El carácter de Aries (I)

Les encantan los ambientes armoniosos, y como poseen gustos artísticos, por lo general tratan de embellecer en todo lo posible su ambiente. No es fácil engañar a los nacidos durante el período de influencia de este signo, y si cultivaran sus poderes de clarividencia serían notables por su conocimiento interior, o sea lo que normalmente se denomina intuición. Captan a los demás de manera sorprendente y van directamente hasta el fondo con las personas en quienes tienen interés. Por sus simpatías mentales siempre responden con rapidez al menor bien que hallen en los demás. Algunas veces tienen demasiadas esperanzas con respecto a sus empresas y suelen sobreestimar sus propias habilidades, pero son excelentes en todo trabajo que no requiera un esfuerzo constante; son los mejores para hacer las cosas rápidamente. Sin embargo, su verdadera misión en la vida, es inspirar y conducir, y son profetas y maestros por naturaleza.
Siendo la cabeza la parte más sensible, ésta es la primera en ceder; por lo tanto, cuando falla la salud sufren intensos dolores de cabeza. Dado que Aries también gobierna la cara, cuando se agota el sistema sufren los ojos y hay propensión a la neuralgia. Siendo éste la cabeza de los signos cardinales, el estómago y los riñones sufren por acción refleja. Es esencial para el bienestar físico de la persona de Aries tener mucho aire fresco y hacer ejercicio todos los días. La mejor cura de todos sus males físicos es la paz, la quietud y el reposo, porque en ambientes armoniosos se reponen con facilidad y recuperan algo que para ellos es esencial: el equilibrio.
Las personas de este tipo se desarrollan mejor en la vida como organizadores, arquitectos, diseñadores, promotores de empresas, etcétera, y también se los encuentra entre los frenólogos, lectores del carácter, agentes, tasadores, comisionistas, inspectores, vendedores, detectives, guías, compañeros de viaje, agentes de bienes inmuebles, capataces, gerentes, conferenciantes, novelistas, escritores de cuentos cortos, fotógrafos, reformadores y literatos.
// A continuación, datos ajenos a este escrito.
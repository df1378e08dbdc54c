//! # Validation Module
//!
//! Input validation utilities for blumfo.
//!
//! ## Validation Strategy
//! ```text
//! ┌─────────────────────────────────────────────────────────────────────────┐
//! │                      Validation Layers                                  │
//! │                                                                         │
//! │  Layer 1: Frontend (TypeScript)                                        │
//! │  ├── Basic format checks (empty, length)                               │
//! │  └── Immediate user feedback                                           │
//! │           │                                                             │
//! │           ▼                                                             │
//! │  Layer 2: Repository call (Rust)                                       │
//! │  ├── Type validation (deserialization)                                 │
//! │  └── THIS MODULE: Business rule validation                             │
//! │           │                                                             │
//! │           ▼                                                             │
//! │  Layer 3: Database (SQLite)                                            │
//! │  ├── NOT NULL constraints                                              │
//! │  ├── UNIQUE constraints                                                │
//! │  └── Foreign key constraints                                           │
//! │                                                                         │
//! │  Defense in depth: Multiple layers catch different errors              │
//! └─────────────────────────────────────────────────────────────────────────┘
//! ```
//!
//! ## Usage
//! ```rust,no_run
//! use blumfo_core::validation::{validate_client_name, validate_quantity};
//!
//! // Validate before database insert
//! validate_client_name("Acme Corp").unwrap();
//! validate_quantity(5).unwrap();
//! ```

use crate::error::ValidationError;
use crate::types::RecurringInterval;
use crate::{MAX_ITEM_QUANTITY, MAX_LINE_ITEMS, MAX_REMINDER_OFFSET_DAYS};

/// Result type for validation operations.
pub type ValidationResult<T> = Result<T, ValidationError>;

// =============================================================================
// String Validators
// =============================================================================

/// Validates a client name.
///
/// ## Rules
/// - Must not be empty
/// - Must be at most 200 characters
pub fn validate_client_name(name: &str) -> ValidationResult<()> {
    let name = name.trim();

    if name.is_empty() {
        return Err(ValidationError::Required {
            field: "name".to_string(),
        });
    }

    if name.len() > 200 {
        return Err(ValidationError::TooLong {
            field: "name".to_string(),
            max: 200,
        });
    }

    Ok(())
}

/// Validates a product reference.
///
/// ## Rules
/// - Must not be empty
/// - Must be between 1 and 50 characters
/// - Should contain only alphanumeric characters, hyphens, underscores
///
/// ## Example
/// ```rust
/// use blumfo_core::validation::validate_product_reference;
///
/// assert!(validate_product_reference("CONSULT-DAY").is_ok());
/// assert!(validate_product_reference("").is_err());
/// ```
pub fn validate_product_reference(reference: &str) -> ValidationResult<()> {
    let reference = reference.trim();

    if reference.is_empty() {
        return Err(ValidationError::Required {
            field: "reference".to_string(),
        });
    }

    if reference.len() > 50 {
        return Err(ValidationError::TooLong {
            field: "reference".to_string(),
            max: 50,
        });
    }

    if !reference
        .chars()
        .all(|c| c.is_alphanumeric() || c == '-' || c == '_')
    {
        return Err(ValidationError::InvalidFormat {
            field: "reference".to_string(),
            reason: "must contain only letters, numbers, hyphens, and underscores".to_string(),
        });
    }

    Ok(())
}

/// Validates a product or line-item name.
///
/// ## Rules
/// - Must not be empty
/// - Must be at most 200 characters
pub fn validate_product_name(name: &str) -> ValidationResult<()> {
    let name = name.trim();

    if name.is_empty() {
        return Err(ValidationError::Required {
            field: "name".to_string(),
        });
    }

    if name.len() > 200 {
        return Err(ValidationError::TooLong {
            field: "name".to_string(),
            max: 200,
        });
    }

    Ok(())
}

/// Validates an email address.
///
/// ## Rules
/// - Empty is allowed here; use [`validate_client_name`]-style required
///   checks at the call site when the field is mandatory
/// - Must contain exactly one `@` with text on both sides
/// - The domain part must contain a dot
///
/// Deliberately loose: the real proof of a deliverable address is the
/// send itself, this only catches obvious typos.
pub fn validate_email(email: &str) -> ValidationResult<()> {
    let email = email.trim();

    if email.is_empty() {
        return Ok(());
    }

    if email.len() > 254 {
        return Err(ValidationError::TooLong {
            field: "email".to_string(),
            max: 254,
        });
    }

    let mut parts = email.splitn(2, '@');
    let local = parts.next().unwrap_or("");
    let domain = parts.next().unwrap_or("");

    if local.is_empty() || domain.is_empty() || domain.contains('@') || !domain.contains('.') {
        return Err(ValidationError::InvalidFormat {
            field: "email".to_string(),
            reason: "must look like name@domain.tld".to_string(),
        });
    }

    Ok(())
}

/// Validates a search query.
///
/// ## Rules
/// - Can be empty (returns all/default results)
/// - Maximum 100 characters
///
/// ## Returns
/// The trimmed query string.
pub fn validate_search_query(query: &str) -> ValidationResult<String> {
    let query = query.trim();

    if query.len() > 100 {
        return Err(ValidationError::TooLong {
            field: "query".to_string(),
            max: 100,
        });
    }

    Ok(query.to_string())
}

// =============================================================================
// Numeric Validators
// =============================================================================

/// Validates a line-item quantity.
///
/// ## Rules
/// - Must be positive (> 0)
/// - Must not exceed MAX_ITEM_QUANTITY (9999)
pub fn validate_quantity(qty: i64) -> ValidationResult<()> {
    if qty <= 0 {
        return Err(ValidationError::MustBePositive {
            field: "quantity".to_string(),
        });
    }

    if qty > MAX_ITEM_QUANTITY {
        return Err(ValidationError::OutOfRange {
            field: "quantity".to_string(),
            min: 1,
            max: MAX_ITEM_QUANTITY,
        });
    }

    Ok(())
}

/// Validates a price in cents.
///
/// ## Rules
/// - Must be non-negative (>= 0)
/// - Zero is allowed (free lines, discounts handled separately)
///
/// ## Example
/// ```rust
/// use blumfo_core::validation::validate_price_cents;
///
/// assert!(validate_price_cents(1099).is_ok());  // 10.99
/// assert!(validate_price_cents(0).is_ok());     // free line
/// assert!(validate_price_cents(-100).is_err()); // invalid
/// ```
pub fn validate_price_cents(cents: i64) -> ValidationResult<()> {
    if cents < 0 {
        return Err(ValidationError::OutOfRange {
            field: "price".to_string(),
            min: 0,
            max: i64::MAX,
        });
    }

    Ok(())
}

/// Validates a payment amount in cents.
///
/// ## Rules
/// - Must be positive (> 0)
/// - Cannot pay zero or negative amounts
pub fn validate_payment_amount(cents: i64) -> ValidationResult<()> {
    if cents <= 0 {
        return Err(ValidationError::MustBePositive {
            field: "payment amount".to_string(),
        });
    }

    Ok(())
}

/// Validates a tax rate in basis points.
///
/// ## Rules
/// - Must be between 0 and 10000 (0% to 100%)
/// - Typical rates are 0, 550, 1000, 2000 (French VAT bands)
pub fn validate_tax_rate_bps(bps: u32) -> ValidationResult<()> {
    if bps > 10000 {
        return Err(ValidationError::OutOfRange {
            field: "tax_rate".to_string(),
            min: 0,
            max: 10000,
        });
    }

    Ok(())
}

// =============================================================================
// Collection Validators
// =============================================================================

/// Validates the number of line items on a document.
///
/// ## Rules
/// - Must not exceed MAX_LINE_ITEMS (100)
pub fn validate_line_item_count(current_items: usize) -> ValidationResult<()> {
    if current_items >= MAX_LINE_ITEMS {
        return Err(ValidationError::OutOfRange {
            field: "line items".to_string(),
            min: 0,
            max: MAX_LINE_ITEMS as i64,
        });
    }

    Ok(())
}

// =============================================================================
// Subscription Validators
// =============================================================================

/// Validates a subscription cadence configuration as entered in the form.
///
/// ## Rules
/// - `interval_count` must be positive for all calendar intervals
/// - A `custom` interval requires `custom_days` to be set and positive
///
/// This is the user-facing gate. The cadence calculator itself never
/// errors on a stored subscription (see `cadence::next_invoice_date`);
/// this function is what keeps unusable configurations out of storage.
pub fn validate_cadence(
    interval: RecurringInterval,
    interval_count: u32,
    custom_days: Option<i64>,
) -> ValidationResult<()> {
    match interval {
        RecurringInterval::Custom => match custom_days {
            None => Err(ValidationError::ConditionallyRequired {
                field: "custom_days".to_string(),
                condition: "interval is custom".to_string(),
            }),
            Some(days) if days <= 0 => Err(ValidationError::MustBePositive {
                field: "custom_days".to_string(),
            }),
            Some(_) => Ok(()),
        },
        _ => {
            if interval_count == 0 {
                return Err(ValidationError::MustBePositive {
                    field: "interval_count".to_string(),
                });
            }
            Ok(())
        }
    }
}

// =============================================================================
// Reminder Validators
// =============================================================================

/// Validates a reminder trigger's day offset as entered in the form.
///
/// ## Rules
/// - Must be between 0 and MAX_REMINDER_OFFSET_DAYS (365)
/// - Zero is allowed: "on the due date" is a valid first reminder
///
/// The evaluator itself never errors on a stored trigger (negative offsets
/// are read as 0); this function is what keeps them out of storage.
pub fn validate_trigger_offset(offset_days: i64) -> ValidationResult<()> {
    if !(0..=MAX_REMINDER_OFFSET_DAYS).contains(&offset_days) {
        return Err(ValidationError::OutOfRange {
            field: "offset_days".to_string(),
            min: 0,
            max: MAX_REMINDER_OFFSET_DAYS,
        });
    }

    Ok(())
}

// =============================================================================
// UUID Validators
// =============================================================================

/// Validates a UUID string format.
///
/// ## Rules
/// - Must be a valid UUID v4 format
/// - 36 characters with hyphens: xxxxxxxx-xxxx-xxxx-xxxx-xxxxxxxxxxxx
///
/// ## Example
/// ```rust
/// use blumfo_core::validation::validate_uuid;
///
/// assert!(validate_uuid("550e8400-e29b-41d4-a716-446655440000").is_ok());
/// assert!(validate_uuid("not-a-uuid").is_err());
/// ```
pub fn validate_uuid(id: &str) -> ValidationResult<()> {
    if id.trim().is_empty() {
        return Err(ValidationError::Required {
            field: "id".to_string(),
        });
    }

    uuid::Uuid::parse_str(id).map_err(|_| ValidationError::InvalidFormat {
        field: "id".to_string(),
        reason: "must be a valid UUID".to_string(),
    })?;

    Ok(())
}

// =============================================================================
// Unit Tests
// =============================================================================

#[cfg(test)]
mod tests {
    use super::*;

    #[test]
    fn test_validate_client_name() {
        assert!(validate_client_name("Acme Corp").is_ok());
        assert!(validate_client_name("").is_err());
        assert!(validate_client_name("   ").is_err());
        assert!(validate_client_name(&"A".repeat(300)).is_err());
    }

    #[test]
    fn test_validate_product_reference() {
        // Valid references
        assert!(validate_product_reference("CONSULT-DAY").is_ok());
        assert!(validate_product_reference("ABC123").is_ok());
        assert!(validate_product_reference("hosting_1").is_ok());

        // Invalid references
        assert!(validate_product_reference("").is_err());
        assert!(validate_product_reference("has space").is_err());
        assert!(validate_product_reference(&"A".repeat(100)).is_err());
    }

    #[test]
    fn test_validate_email() {
        assert!(validate_email("billing@acme.fr").is_ok());
        assert!(validate_email("").is_ok()); // optional field
        assert!(validate_email("no-at-sign").is_err());
        assert!(validate_email("name@nodot").is_err());
        assert!(validate_email("@acme.fr").is_err());
    }

    #[test]
    fn test_validate_quantity() {
        assert!(validate_quantity(1).is_ok());
        assert!(validate_quantity(100).is_ok());
        assert!(validate_quantity(9999).is_ok());

        assert!(validate_quantity(0).is_err());
        assert!(validate_quantity(-1).is_err());
        assert!(validate_quantity(10000).is_err());
    }

    #[test]
    fn test_validate_price_cents() {
        assert!(validate_price_cents(0).is_ok());
        assert!(validate_price_cents(1099).is_ok());
        assert!(validate_price_cents(-100).is_err());
    }

    #[test]
    fn test_validate_cadence() {
        use RecurringInterval::*;

        assert!(validate_cadence(Month, 1, None).is_ok());
        assert!(validate_cadence(Week, 3, None).is_ok());
        assert!(validate_cadence(Month, 0, None).is_err());

        // Custom requires custom_days
        assert!(validate_cadence(Custom, 1, Some(45)).is_ok());
        assert!(validate_cadence(Custom, 1, None).is_err());
        assert!(validate_cadence(Custom, 1, Some(0)).is_err());
        assert!(validate_cadence(Custom, 1, Some(-5)).is_err());

        // interval_count is ignored for Custom
        assert!(validate_cadence(Custom, 0, Some(10)).is_ok());
    }

    #[test]
    fn test_validate_trigger_offset() {
        assert!(validate_trigger_offset(0).is_ok()); // on the due date
        assert!(validate_trigger_offset(3).is_ok());
        assert!(validate_trigger_offset(365).is_ok());

        assert!(validate_trigger_offset(-1).is_err());
        assert!(validate_trigger_offset(366).is_err());
    }

    #[test]
    fn test_validate_uuid() {
        assert!(validate_uuid("550e8400-e29b-41d4-a716-446655440000").is_ok());
        assert!(validate_uuid("").is_err());
        assert!(validate_uuid("not-a-uuid").is_err());
        assert!(validate_uuid("123").is_err());
    }

    #[test]
    fn test_validate_tax_rate_bps() {
        assert!(validate_tax_rate_bps(0).is_ok());
        assert!(validate_tax_rate_bps(550).is_ok());
        assert!(validate_tax_rate_bps(2000).is_ok());
        assert!(validate_tax_rate_bps(10000).is_ok());
        assert!(validate_tax_rate_bps(10001).is_err());
    }
}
El tipo de Aries armoniza bien en el matrimonio con individuos de Sagitario, nacidos del 22 de noviembre al 20 de diciembre (con la condición de que las indicaciones planetarias de ambos horóscopos sean armoniosas), pero la persona de Aries se beneficia principalmente mediante la unión con el nacido del 22 de julio al 21 de agosto, dado que se ofrecería entonces la oportunidad de unir el corazón con la cabeza y; siendo Leo más práctico que Aries, se obtendría de esta unión una mezcla más adecuada. Estando en simpatía los triángulos del fuego y el aire, es de éstos donde surgen las mejores uniones, porque la persona de Aries encontraría a los nacidos en signos de tierra o de agua demasiado prosaicos o demasiado emocionales para sus tendencias idealistas: en realidad necesita unirse con los que logran hacer brotar su capacidad para unirse, que es más latente en este signo que en cualquiera de los otros.
Resumiendo, podemos decir que los nacidos en este signo del zodíaco pertenecen a la trinidad intelectual. Su mira en la vida siempre parece vivir en la mente: esto los hace ser caracteres muy independientes, con ideas claras y decididas. Cuando pervierten sus dones su error más grande es el engaño, y frecuentemente son lo suficientemente sagaces como para lograr engañar, pero cuando están fuertemente individualizados, su independencia les permite elevarse por encima de tales acciones mezquinas, mientras su camino siempre conduce al pensamiento claro y finalmente a la intuición perfecta. Porque la cualidad interior o destino de este signo es la VERDAD.